To celebrate the launch of our new Temple Tracts series, Timothy Stacey reviews our latest publication…
Chris Baker and John Reader (2016) 21st Century Religion: Violent Extremism to Civil Society?, London: William Temple Foundation.
In a time of global religious and political turmoil, can we find ‘a synergy between religious and secular that forges new possibilities for a global civil society’? This is the central question of Chis Baker and John Reader’s latest collaboration. The work understands religious extremism as one amongst many forms of disillusionment with a secular modernity that has failed not only to inspire solidarity, but also to develop political structures capable of controlling the key global force it has set in motion: capital. By placing religious extremism alongside other forms of disillusionment, Baker and Reader are able to suggest that the solution to both is the same, namely, rapprochement between people of all religions and none to curate creative responses to social and political problems.
The Temple Tract opens with a discussion of the perceived link between religion and violence. It suggests that although quantitative research reveals a decline in global violence over the last 50 years, there nonetheless remains ‘a very real fear of violence’, which places ‘huge stress on individual well-being and sources of solidarity’. Moreover, this violence has, since the Enlightenment, been associated with religion, and continues to be so, as evidence by reactionary media portrayals of religious extremism.
The writers then take three interesting steps. First, they explain the well-rehearsed argument that Enlightenment principles were developed to move beyond religious violence. Next, however, they suggest that ‘[t]he concepts of ‘religion’ and ‘the secular’…are both Post-Enlightenment inventions. What this implies for contemporary religious resurgence, both violent and peaceful, is that is symptomatic not of Pre-Enlightenment religion, but of a Post-Enlightenment religion that has been narrowed and excluded from the secular public sphere. The third step then, is to suggest what might be called a new, post-secular enlightenment whereby both religious and secular subjects open up to new sets of imaginations, discourses and actions. The Temple Tract further contends that as the nation state proves increasingly less capable of dealing with global phenomena, from terrorism to tax evasion, religions will become increasingly important players, connecting global visions with local communities.
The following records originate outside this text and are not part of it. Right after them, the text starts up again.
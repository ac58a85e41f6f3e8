pub mod client;
pub mod memory;
mod record;
pub mod store;
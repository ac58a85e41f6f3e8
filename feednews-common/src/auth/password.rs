use argon2::{
    Argon2, PasswordHasher, PasswordVerifier,
    password_hash::{self, SaltString},
};
use std::fmt::{Debug, Formatter};
use thiserror::Error;

pub const PASSWORD_SALT_LEN: usize = 16;

#[derive(Clone, Eq, PartialEq, Debug, Error)]
#[error("Hashing password failed: {0}")]
pub struct PasswordHashError(password_hash::Error);

/// An Argon2 password hash in PHC string format.
#[derive(Clone, Eq, PartialEq, Hash)]
pub struct PasswordHash(String);

impl PasswordHash {
    /// Hashes `plaintext` with a fresh random salt.
    pub fn generate(plaintext: &str) -> Result<Self, PasswordHashError> {
        let salt_bytes: [u8; PASSWORD_SALT_LEN] = rand::random();
        let salt = SaltString::encode_b64(&salt_bytes).map_err(PasswordHashError)?;

        let hash = Argon2::default()
            .hash_password(plaintext.as_bytes(), &salt)
            .map_err(PasswordHashError)?;

        Ok(Self(hash.to_string()))
    }

    /// Wraps a PHC string read back from storage. It is only parsed on [`Self::verify`].
    #[must_use]
    pub fn from_phc(phc: String) -> Self {
        Self(phc)
    }

    #[must_use]
    pub fn as_phc(&self) -> &str {
        &self.0
    }

    /// `Ok(false)` on a mismatch; errors mean the stored hash itself is unusable.
    pub fn verify(&self, plaintext: &str) -> Result<bool, PasswordHashError> {
        let parsed = argon2::PasswordHash::new(&self.0).map_err(PasswordHashError)?;

        match Argon2::default().verify_password(plaintext.as_bytes(), &parsed) {
            Ok(()) => Ok(true),
            Err(password_hash::Error::Password) => Ok(false),
            Err(err) => Err(PasswordHashError(err)),
        }
    }
}

impl Debug for PasswordHash {
    fn fmt(&self, f: &mut Formatter<'_>) -> std::fmt::Result {
        f.debug_tuple("PasswordHash").field(&"[redacted]").finish()
    }
}
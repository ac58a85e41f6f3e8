use async_trait::async_trait;
use feednews_common::{
    model::{
        FeednewsSnowflake, FeednewsSnowflakeGenerator, Id, ModelValidationError,
        post::{CreatePost, Post, PostMarker, PostPage},
        user::{CreateUser, Email, User, UserCredentials, UserMarker},
    },
    snowflake::{ProcessId, SnowflakeTimestampError, WorkerId},
};
use std::sync::{Arc, Mutex, PoisonError};
use thiserror::Error;
use time::OffsetDateTime;

pub type Result<T, E = DbError> = std::result::Result<T, E>;

pub type SharedStore = Arc<dyn Store>;

#[derive(Debug, Error)]
pub enum DbError {
    #[error("An object in the database was invalid: {0}")]
    Data(#[from] ModelValidationError),
    #[error("Could not generate an id: {0}")]
    Snowflake(#[from] SnowflakeTimestampError),
    #[error("A user with this email address already exists")]
    EmailTaken,
    #[error("User with id {0} does not exist")]
    UnknownUser(Id<UserMarker>),
    #[error("Generated id {0} is already taken")]
    IdCollision(u64),
    #[error("Running migrations failed: {0}")]
    Migrate(#[from] sqlx::migrate::MigrateError),
    #[error(transparent)]
    Sqlx(#[from] sqlx::Error),
}

/// Persistence for users and their posts.
///
/// A user's posts are listed oldest first, the global listing newest first. Deleting a
/// post also removes it from its creator's posts.
#[async_trait]
pub trait Store: Send + Sync {
    async fn fetch_user(&self, user_id: Id<UserMarker>) -> Result<Option<User>>;

    async fn fetch_credentials(&self, email: &Email) -> Result<Option<UserCredentials>>;

    /// Fails with [`DbError::EmailTaken`] if the email is already registered.
    async fn create_user(&self, user: &CreateUser) -> Result<User>;

    async fn fetch_post(&self, post_id: Id<PostMarker>) -> Result<Option<Post>>;

    async fn fetch_posts(&self, page: PostPage) -> Result<Vec<Post>>;

    async fn count_posts(&self) -> Result<u64>;

    async fn fetch_user_posts(&self, user_id: Id<UserMarker>) -> Result<Vec<Post>>;

    /// Fails with [`DbError::UnknownUser`] if the creator does not exist.
    async fn create_post(&self, post: &CreatePost) -> Result<Post>;

    /// Returns whether a post was actually removed.
    async fn delete_post(&self, post_id: Id<PostMarker>) -> Result<bool>;
}

#[derive(Debug)]
pub(crate) struct IdGenerator(Mutex<FeednewsSnowflakeGenerator>);

impl IdGenerator {
    pub(crate) fn new(worker_id: WorkerId, process_id: ProcessId) -> Self {
        Self(Mutex::new(FeednewsSnowflakeGenerator::new(
            worker_id, process_id,
        )))
    }

    pub(crate) fn generate_at(&self, time: OffsetDateTime) -> Result<FeednewsSnowflake> {
        let mut generator = self.0.lock().unwrap_or_else(PoisonError::into_inner);

        Ok(generator.generate_at(time)?)
    }
}
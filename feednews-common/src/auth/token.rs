use crate::{
    model::{
        Id,
        user::{Email, UserMarker},
    },
    util::PositiveDuration,
};
use jsonwebtoken::{Algorithm, DecodingKey, EncodingKey, Header, Validation, decode, encode};
use serde::{Deserialize, Serialize};
use std::{
    collections::HashSet,
    fmt::{Debug, Formatter},
    num::ParseIntError,
};
use thiserror::Error;
use time::OffsetDateTime;

const TOKEN_ALGORITHM: Algorithm = Algorithm::HS256;

#[derive(Debug, Error)]
pub enum TokenError {
    #[error("Token could not be signed or verified: {0}")]
    Jwt(#[from] jsonwebtoken::errors::Error),
    #[error("Token subject is not a user id: {0}")]
    InvalidSubject(ParseIntError),
}

#[derive(Clone, Eq, PartialEq, Debug, Hash, Serialize, Deserialize)]
struct Claims {
    sub: String,
    email: String,
    iat: i64,
    #[serde(default, skip_serializing_if = "Option::is_none")]
    exp: Option<i64>,
}

#[derive(Clone, Eq, PartialEq, Debug, Hash)]
pub struct TokenClaims {
    pub subject: Id<UserMarker>,
    pub email: String,
    pub issued_at: i64,
    pub expires_at: Option<i64>,
}

/// Signs and verifies HS256 bearer tokens with one process-wide secret.
pub struct TokenCodec {
    encoding_key: EncodingKey,
    decoding_key: DecodingKey,
    validation: Validation,
    lifetime: Option<PositiveDuration>,
}

impl TokenCodec {
    /// Tokens carry an `exp` claim only if `lifetime` is set.
    #[must_use]
    pub fn new(secret: &[u8], lifetime: Option<PositiveDuration>) -> Self {
        let mut validation = Validation::new(TOKEN_ALGORITHM);
        validation.required_spec_claims = HashSet::from(["sub".to_owned()]);
        validation.leeway = 0;

        Self {
            encoding_key: EncodingKey::from_secret(secret),
            decoding_key: DecodingKey::from_secret(secret),
            validation,
            lifetime,
        }
    }

    pub fn sign(&self, subject: Id<UserMarker>, email: &Email) -> Result<String, TokenError> {
        self.sign_at(subject, email, OffsetDateTime::now_utc())
    }

    pub fn sign_at(
        &self,
        subject: Id<UserMarker>,
        email: &Email,
        issued_at: OffsetDateTime,
    ) -> Result<String, TokenError> {
        let claims = Claims {
            sub: subject.to_string(),
            email: email.get().to_owned(),
            iat: issued_at.unix_timestamp(),
            exp: self
                .lifetime
                .map(|lifetime| (issued_at + lifetime.get()).unix_timestamp()),
        };

        Ok(encode(&Header::new(TOKEN_ALGORITHM), &claims, &self.encoding_key)?)
    }

    pub fn verify(&self, token: &str) -> Result<TokenClaims, TokenError> {
        let claims = decode::<Claims>(token, &self.decoding_key, &self.validation)?.claims;

        Ok(TokenClaims {
            subject: claims.sub.parse().map_err(TokenError::InvalidSubject)?,
            email: claims.email,
            issued_at: claims.iat,
            expires_at: claims.exp,
        })
    }
}

impl Debug for TokenCodec {
    fn fmt(&self, f: &mut Formatter<'_>) -> std::fmt::Result {
        f.debug_struct("TokenCodec")
            .field("secret", &"[redacted]")
            .field("lifetime", &self.lifetime)
            .finish_non_exhaustive()
    }
}

#[cfg(test)]
mod tests {
    use crate::{
        auth::token::{TokenCodec, TokenError},
        model::{Id, user::Email},
        util::PositiveDuration,
    };
    use time::{Duration, OffsetDateTime};

    fn email() -> Email {
        Email::new("a@b.com".to_owned()).unwrap()
    }

    #[test]
    fn verified_claims_match_signed_subject() {
        let codec = TokenCodec::new(b"secret", None);
        let subject = Id::from(42_u64);

        let token = codec.sign(subject, &email()).unwrap();
        let claims = codec.verify(&token).unwrap();

        assert_eq!(claims.subject, subject);
        assert_eq!(claims.email, "a@b.com");
        assert_eq!(claims.expires_at, None);
    }

    #[test]
    fn verification_is_repeatable() {
        let codec = TokenCodec::new(b"secret", None);
        let token = codec.sign(Id::from(7_u64), &email()).unwrap();

        assert_eq!(codec.verify(&token).unwrap(), codec.verify(&token).unwrap());
    }

    #[test]
    fn foreign_secret_is_rejected() {
        let codec = TokenCodec::new(b"secret", None);
        let forger = TokenCodec::new(b"not the secret", None);
        let token = forger.sign(Id::from(7_u64), &email()).unwrap();

        assert!(matches!(codec.verify(&token), Err(TokenError::Jwt(_))));
    }

    #[test]
    fn garbage_is_rejected() {
        let codec = TokenCodec::new(b"secret", None);

        assert!(codec.verify("").is_err());
        assert!(codec.verify("abc.def.ghi").is_err());
    }

    #[test]
    fn lifetime_sets_and_enforces_expiry() {
        let lifetime = PositiveDuration::from_seconds(60).unwrap();
        let codec = TokenCodec::new(b"secret", Some(lifetime));

        let fresh = codec.sign(Id::from(7_u64), &email()).unwrap();
        let claims = codec.verify(&fresh).unwrap();
        assert_eq!(claims.expires_at, Some(claims.issued_at + 60));

        let stale = codec
            .sign_at(
                Id::from(7_u64),
                &email(),
                OffsetDateTime::now_utc() - Duration::hours(1),
            )
            .unwrap();
        assert!(codec.verify(&stale).is_err());
    }

    #[test]
    fn debug_hides_secret() {
        let codec = TokenCodec::new(b"hunter2", None);

        assert!(!format!("{codec:?}").contains("hunter2"));
    }
}
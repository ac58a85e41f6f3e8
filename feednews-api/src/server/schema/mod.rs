//! The GraphQL schema: users register and log in, authenticated users write, list and
//! delete posts.

use crate::server::{ErrorBody, auth::Viewer, images::ImageStore};
use async_graphql::{Context, EmptySubscription, MergedObject, Response, Schema, Value};
use axum::http::StatusCode;
use feednews_common::auth::token::TokenCodec;
use feednews_db::store::SharedStore;
use serde::Serialize;
use std::sync::Arc;
use tracing::{debug, error};

pub use error::{ApiError, FieldError};

mod error;
mod posts;
mod types;
mod users;

pub const MAX_QUERY_DEPTH: usize = 20;

#[derive(MergedObject, Default)]
pub struct QueryRoot(users::UserQuery, posts::PostQuery);

#[derive(MergedObject, Default)]
pub struct MutationRoot(users::UserMutation, posts::PostMutation);

pub type FeedSchema = Schema<QueryRoot, MutationRoot, EmptySubscription>;

#[derive(Copy, Clone, Eq, PartialEq, Debug, Hash)]
pub struct Pagination {
    pub posts_per_page: u64,
}

pub fn build(
    store: SharedStore,
    tokens: Arc<TokenCodec>,
    images: Arc<ImageStore>,
    pagination: Pagination,
) -> FeedSchema {
    Schema::build(
        QueryRoot::default(),
        MutationRoot::default(),
        EmptySubscription,
    )
    .data(store)
    .data(tokens)
    .data(images)
    .data(pagination)
    .limit_depth(MAX_QUERY_DEPTH)
    .finish()
}

fn store<'a>(ctx: &Context<'a>) -> &'a SharedStore {
    ctx.data_unchecked::<SharedStore>()
}

fn viewer(ctx: &Context<'_>) -> Viewer {
    ctx.data_opt::<Viewer>().copied().unwrap_or_default()
}

/// A GraphQL result with errors in the same shape as every other endpoint.
#[derive(Clone, PartialEq, Debug, Serialize)]
pub struct GraphQlEnvelope {
    pub data: Value,
    #[serde(skip_serializing_if = "Vec::is_empty")]
    pub errors: Vec<ErrorBody>,
}

impl From<Response> for GraphQlEnvelope {
    fn from(response: Response) -> Self {
        Self {
            errors: response.errors.iter().map(error_body).collect(),
            data: response.data,
        }
    }
}

fn error_body(error: &async_graphql::ServerError) -> ErrorBody {
    let Some(api_error) = error.source::<ApiError>() else {
        // Parsing, validation or depth failures raised by the executor itself
        debug!(error = %error.message, "Rejected GraphQL request");
        return ErrorBody::new(StatusCode::BAD_REQUEST, error.message.clone());
    };

    let status = api_error.status();
    if status.is_server_error() {
        error!(error = %api_error, %status, "GraphQL operation failed");
    } else {
        debug!(error = %api_error, %status, "GraphQL operation rejected");
    }

    ErrorBody {
        message: api_error.public_message(),
        status: status.as_u16(),
        data: api_error.field_errors().map(<[FieldError]>::to_vec),
    }
}
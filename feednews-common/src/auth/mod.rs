//! Credential handling: password hashes for stored users and signed bearer tokens
//! for authenticated requests.

pub mod password;
pub mod token;
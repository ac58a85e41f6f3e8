use axum::{
    extract::{FromRef, FromRequestParts},
    http::{HeaderMap, header::AUTHORIZATION, request::Parts},
};
use feednews_common::{
    auth::token::TokenCodec,
    model::{Id, user::UserMarker},
};
use std::{convert::Infallible, sync::Arc};
use thiserror::Error;
use tracing::debug;

#[derive(Copy, Clone, Eq, PartialEq, Ord, PartialOrd, Debug, Default, Hash, Error)]
#[error("Not authenticated!")]
pub struct NotAuthenticated;

/// Who is making a request.
///
/// Extracting a viewer never fails. A missing, malformed, forged or expired token all
/// yield [`Viewer::Anonymous`], and operations that need a user reject it themselves.
#[derive(Copy, Clone, Eq, PartialEq, Debug, Default, Hash)]
pub enum Viewer {
    #[default]
    Anonymous,
    Authenticated(Id<UserMarker>),
}

impl Viewer {
    /// Reads `Authorization: <scheme> <token>`. The scheme word itself is not checked.
    pub fn from_headers(headers: &HeaderMap, tokens: &TokenCodec) -> Self {
        let Some(token) = bearer_token(headers) else {
            return Self::Anonymous;
        };

        match tokens.verify(token) {
            Ok(claims) => Self::Authenticated(claims.subject),
            Err(err) => {
                debug!(error = %err, "Treating request with invalid token as anonymous");
                Self::Anonymous
            }
        }
    }

    #[must_use]
    pub fn user_id(self) -> Option<Id<UserMarker>> {
        match self {
            Self::Anonymous => None,
            Self::Authenticated(user_id) => Some(user_id),
        }
    }

    pub fn require(self) -> Result<Id<UserMarker>, NotAuthenticated> {
        self.user_id().ok_or(NotAuthenticated)
    }
}

fn bearer_token(headers: &HeaderMap) -> Option<&str> {
    let value = headers.get(AUTHORIZATION)?.to_str().ok()?;
    let (_scheme, token) = value.trim().split_once(' ')?;
    let token = token.trim();

    (!token.is_empty()).then_some(token)
}

impl<S> FromRequestParts<S> for Viewer
where
    Arc<TokenCodec>: FromRef<S>,
    S: Send + Sync,
{
    type Rejection = Infallible;

    async fn from_request_parts(parts: &mut Parts, state: &S) -> Result<Self, Self::Rejection> {
        let tokens = Arc::<TokenCodec>::from_ref(state);

        Ok(Self::from_headers(&parts.headers, &tokens))
    }
}
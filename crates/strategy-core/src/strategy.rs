//! Decision engine trait definition.

use model::CandleSeries;

use crate::signal::Signal;

/// Turns recent price history into a trading signal.
///
/// Implementations must be deterministic and side-effect free: the same
/// series always yields the same signal. The series is borrowed, so an engine
/// cannot alter what the loop fetched.
///
/// An empty series should yield [`Signal::None`].
///
/// Plain closures work too:
///
/// ```rust,ignore
/// let always_buy = |_: &CandleSeries| Signal::Buy;
/// let engine: BoxedDecisionEngine = Box::new(always_buy);
/// ```
pub trait DecisionEngine: Send + Sync {
    /// Identifier used in logs.
    fn name(&self) -> &str {
        "custom"
    }

    fn decide(&self, candles: &CandleSeries) -> Signal;
}

impl<F> DecisionEngine for F
where
    F: Fn(&CandleSeries) -> Signal + Send + Sync,
{
    fn decide(&self, candles: &CandleSeries) -> Signal {
        self(candles)
    }
}

/// A boxed decision engine trait object.
pub type BoxedDecisionEngine = Box<dyn DecisionEngine>;
//! Contract purchase requests and their outcomes.

use rust_decimal::Decimal;
use serde::{Deserialize, Serialize};
use thiserror::Error;

/// Rise/fall contract direction.
#[derive(Debug, Clone, Copy, PartialEq, Eq, Serialize, Deserialize)]
pub enum ContractDirection {
    /// Pays out if the exit spot is higher than the entry spot.
    Call,
    /// Pays out if the exit spot is lower than the entry spot.
    Put,
}

impl ContractDirection {
    /// Wire representation (`contract_type`).
    pub fn as_api_str(&self) -> &'static str {
        match self {
            Self::Call => "CALL",
            Self::Put => "PUT",
        }
    }
}

/// Contract duration unit.
#[derive(Debug, Clone, Copy, PartialEq, Eq, Serialize, Deserialize)]
pub enum DurationUnit {
    Ticks,
    Seconds,
    Minutes,
    Hours,
    Days,
}

impl DurationUnit {
    /// Wire representation (`duration_unit`).
    pub fn as_api_str(&self) -> &'static str {
        match self {
            Self::Ticks => "t",
            Self::Seconds => "s",
            Self::Minutes => "m",
            Self::Hours => "h",
            Self::Days => "d",
        }
    }

    pub fn from_api_str(s: &str) -> Option<Self> {
        match s {
            "t" => Some(Self::Ticks),
            "s" => Some(Self::Seconds),
            "m" => Some(Self::Minutes),
            "h" => Some(Self::Hours),
            "d" => Some(Self::Days),
            _ => None,
        }
    }
}

/// Whether `amount` is the stake paid or the payout received.
#[derive(Debug, Clone, Copy, PartialEq, Eq, Default, Serialize, Deserialize)]
pub enum ContractBasis {
    #[default]
    Stake,
    Payout,
}

impl ContractBasis {
    pub fn as_api_str(&self) -> &'static str {
        match self {
            Self::Stake => "stake",
            Self::Payout => "payout",
        }
    }
}

/// Local validation failures for an [`OrderRequest`].
#[derive(Debug, Clone, PartialEq, Eq, Error)]
pub enum OrderValidationError {
    #[error("amount must be positive, got {0}")]
    NonPositiveAmount(Decimal),

    #[error("duration must be positive")]
    ZeroDuration,

    #[error("symbol must not be empty")]
    EmptySymbol,

    #[error("currency must not be empty")]
    EmptyCurrency,
}

/// A contract purchase to submit to the venue.
#[derive(Debug, Clone, PartialEq, Eq, Serialize, Deserialize)]
pub struct OrderRequest {
    /// Underlying symbol (e.g., "R_100").
    pub symbol: String,
    /// Stake or payout, depending on `basis`.
    pub amount: Decimal,
    pub basis: ContractBasis,
    pub direction: ContractDirection,
    pub duration: u32,
    pub duration_unit: DurationUnit,
    /// Account currency (e.g., "USD").
    pub currency: String,
}

impl OrderRequest {
    /// Check the request before anything is sent.
    pub fn validate(&self) -> Result<(), OrderValidationError> {
        if self.symbol.trim().is_empty() {
            return Err(OrderValidationError::EmptySymbol);
        }
        if self.amount <= Decimal::ZERO {
            return Err(OrderValidationError::NonPositiveAmount(self.amount));
        }
        if self.duration == 0 {
            return Err(OrderValidationError::ZeroDuration);
        }
        if self.currency.trim().is_empty() {
            return Err(OrderValidationError::EmptyCurrency);
        }
        Ok(())
    }
}

/// Outcome of a purchase round-trip.
#[derive(Debug, Clone, PartialEq, Eq, Serialize, Deserialize)]
pub enum OrderResult {
    /// Venue accepted the purchase.
    Accepted {
        contract_id: u64,
        transaction_id: Option<u64>,
        buy_price: Option<Decimal>,
    },
    /// Venue declined the purchase. A normal outcome, not a failure.
    Rejected {
        code: Option<String>,
        reason: String,
    },
    /// The request may or may not have reached the venue.
    TransportFailure { reason: String },
}
//! Transport abstraction for a single persistent API connection.
//!
//! A [`Transport`] owns exactly one connection and moves text frames over it.
//! It never reconnects on its own: when the peer goes away it reports
//! [`TransportError::ConnectionLost`] and drops to
//! [`ConnectionState::Disconnected`]; reconnect policy belongs to the caller.

use std::fmt;

use async_trait::async_trait;
use thiserror::Error;

#[cfg(any(test, feature = "testing"))]
pub mod testing;

/// Lifecycle of the connection held by a transport.
#[derive(Debug, Clone, Copy, PartialEq, Eq, Default)]
pub enum ConnectionState {
    #[default]
    Disconnected,
    Connecting,
    Connected,
    Closing,
}

impl fmt::Display for ConnectionState {
    fn fmt(&self, f: &mut fmt::Formatter<'_>) -> fmt::Result {
        match self {
            Self::Disconnected => write!(f, "disconnected"),
            Self::Connecting => write!(f, "connecting"),
            Self::Connected => write!(f, "connected"),
            Self::Closing => write!(f, "closing"),
        }
    }
}

#[derive(Debug, Clone, PartialEq, Eq, Error)]
pub enum TransportError {
    /// Could not establish the connection.
    #[error("connect failed: {0}")]
    Connect(String),

    /// Frame could not be written.
    #[error("send failed: {0}")]
    Send(String),

    /// The peer closed the connection or the stream failed while reading.
    #[error("connection lost: {0}")]
    ConnectionLost(String),

    /// Operation attempted without an open connection.
    #[error("not connected")]
    NotConnected,
}

impl TransportError {
    /// Whether the connection is gone and must be re-established.
    pub fn is_connection_loss(&self) -> bool {
        matches!(self, Self::ConnectionLost(_) | Self::NotConnected)
    }
}

/// A persistent full-duplex text-frame connection.
#[async_trait]
pub trait Transport: Send {
    /// Open the connection, replacing any previous one.
    async fn connect(&mut self) -> Result<(), TransportError>;

    /// Write one text frame.
    async fn send(&mut self, frame: String) -> Result<(), TransportError>;

    /// Wait for the next text frame.
    ///
    /// Control frames are handled internally. Returns
    /// `TransportError::ConnectionLost` when the connection closes.
    async fn receive(&mut self) -> Result<String, TransportError>;

    /// Close the connection gracefully. Never fails.
    async fn close(&mut self);

    /// Current connection state.
    fn state(&self) -> ConnectionState;

    fn is_connected(&self) -> bool {
        self.state() == ConnectionState::Connected
    }
}

#[cfg(test)]
mod tests {
    use super::*;

    #[test]
    fn test_connection_loss_classification() {
        assert!(TransportError::ConnectionLost("eof".into()).is_connection_loss());
        assert!(TransportError::NotConnected.is_connection_loss());
        assert!(!TransportError::Connect("refused".into()).is_connection_loss());
        assert!(!TransportError::Send("broken pipe".into()).is_connection_loss());
    }

    #[test]
    fn test_state_display() {
        assert_eq!(ConnectionState::default(), ConnectionState::Disconnected);
        assert_eq!(ConnectionState::Connected.to_string(), "connected");
    }
}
Baker and Reader suggest that all of this theory has two key implications for practice: the first for Christian subjects, and the second for religious and nonreligious subjects more broadly. For Christians, the tract offers a wider understanding of God as a ‘virtual’ being, perhaps, one might add, that encapsulates multifarious ideals for a common good. For religious and nonreligious subjects more broadly, Baker and Reader call for the curation of spaces in which actors can simultaneously put broad differences aside to focus on the ideals they share in common, and have the freedom to develop their own beliefs. The focus on develop one’s own beliefs is particularly important for what Baker and Reader call ‘spiritual capital’: a concept which is ‘not the sole preserve of people who label themselves religious or belong to religious communities’, and whereby ‘the moral energy of values and beliefs gets channelled into practical engagement in civil society, the positive experience of which reinforces the integrity of that moral drive’.
The final section of the tract is aimed at demonstrating the theory in case studies. This section does not offer the kind of empirical analysis academics may expect (for this much of the further reading suggested will help), but rather offers hopeful examples such as may inspire people today to enter the world newly enlightened and excited to engage with people of all religions and none, to reimagine ways of living together.
Dr Timothy Stacey recently completed his PhD which explores social solidarity in an age of religious and ideological diversity. He is based at the Faiths and Civil Society Unit at Goldsmith’s, University of London.